Last month when the Cubs started their ill-fated run toward the World Series, I decided it would be fun to go see them play in the Championship series, if they made it that far. I was prepared to spend upwards of $300 for 4 tickets to one of the games. Once the Cubs got swept in the first round, I found myself with a little extra money in my checking account. Since it was money that I had already spent, it would be a lot easier to justify buying that Xbox after all.
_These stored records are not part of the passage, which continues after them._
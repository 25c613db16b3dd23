//! Message signatures
//!
//! HMAC-SHA256 over a payload's fields in sorted key order. Each field
//! contributes its name followed by its value text (strings raw, everything
//! else as compact JSON). The signature field itself is skipped.
//!
//! Numbers are hashed in their shortest round-trip text, so both ends must
//! parse floats exactly; the workspace enables serde_json's
//! `float_roundtrip` for this.

use hmac::{Hmac, Mac};
use serde_json::{Map, Value};
use sha2::Sha256;
use subtle::ConstantTimeEq;

use crate::{ProtocolError, Result, SIGNATURE_FIELD};

type HmacSha256 = Hmac<Sha256>;

/// Compute the hex signature of a payload
pub fn compute(fields: &Map<String, Value>, secret: &[u8]) -> Result<String> {
    digest(fields, secret).map(hex::encode)
}

/// Check a hex signature in constant time
pub fn verify(fields: &Map<String, Value>, secret: &[u8], signature: &str) -> bool {
    let Ok(provided) = hex::decode(signature) else {
        return false;
    };
    let Ok(expected) = digest(fields, secret) else {
        return false;
    };
    provided.len() == expected.len() && bool::from(provided.ct_eq(&expected))
}

/// Sign a payload in place by adding the signature field
pub fn sign(fields: &mut Map<String, Value>, secret: &[u8]) -> Result<()> {
    let signature = compute(fields, secret)?;
    fields.insert(SIGNATURE_FIELD.to_string(), Value::String(signature));
    Ok(())
}

fn digest(fields: &Map<String, Value>, secret: &[u8]) -> Result<Vec<u8>> {
    let mut mac = HmacSha256::new_from_slice(secret)
        .map_err(|e| ProtocolError::decode(format!("invalid signing key: {e}")))?;

    let mut keys: Vec<&String> = fields.keys().collect();
    keys.sort();

    for key in keys {
        if key == SIGNATURE_FIELD {
            continue;
        }
        mac.update(key.as_bytes());
        match &fields[key] {
            Value::String(s) => mac.update(s.as_bytes()),
            other => mac.update(other.to_string().as_bytes()),
        }
    }

    Ok(mac.finalize().into_bytes().to_vec())
}
//! Transform error types

use thiserror::Error;

use crate::EvaluationError;

#[cfg(test)]
#[path = "error_test.rs"]
mod tests;

/// Errors that can occur during transformation
#[derive(Debug, Error)]
pub enum TransformError {
    /// Expression could not be computed
    #[error("evaluation failed: {0}")]
    Evaluation(#[from] EvaluationError),

    /// Transformation logic failed
    #[error("transform failed: {0}")]
    TransformFailed(String),

    /// Flush found resources still waiting for referenced meters
    #[error("{target}: {} resource(s) incomplete at flush: [{}]", .resources.len(), .resources.join(", "))]
    Incomplete {
        target: String,
        resources: Vec<String>,
    },

    /// Invalid configuration
    #[error("invalid configuration: {0}")]
    Config(String),
}

impl TransformError {
    /// Create a transform failed error
    pub fn failed(msg: impl Into<String>) -> Self {
        Self::TransformFailed(msg.into())
    }

    /// Create a config error
    pub fn config(msg: impl Into<String>) -> Self {
        Self::Config(msg.into())
    }

    /// Whether this error came from expression evaluation
    pub fn is_evaluation(&self) -> bool {
        matches!(self, Self::Evaluation(_))
    }
}

/// A stage failure with its position in the chain
#[derive(Debug, Error)]
#[error("stage {position} ({stage}): {error}")]
pub struct StageError {
    /// Transformer name
    pub stage: &'static str,
    /// Zero-based index among the chain's active stages
    pub position: usize,
    #[source]
    pub error: TransformError,
}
But I just can’t do it. For a while now, I’ve had my eye on something that would help me as a writer and feed my love of the English language. That thing, of course, is the Oxford English Dictionary. It is, after all, “The definitive record of the English language.” I’ve been impressed with the OED ever since I used it for research when I was in college. There have been many times in the years since then that I have considered buying the compact edition of the OED, or the CD version. For whatever reason, I could never bring myself to spend the $300. Looking back at some of the useless garbage I’ve spent that much on, I have to wonder what my problem was.

At any rate, I’ve signed up for an online subscription. I now have full access to the OED. Will this help me as a writer? Will it strengthen my chance of succeeding (and quitting my day job)? Only time will tell, I suppose. I have to think it will help more than the Xbox would have.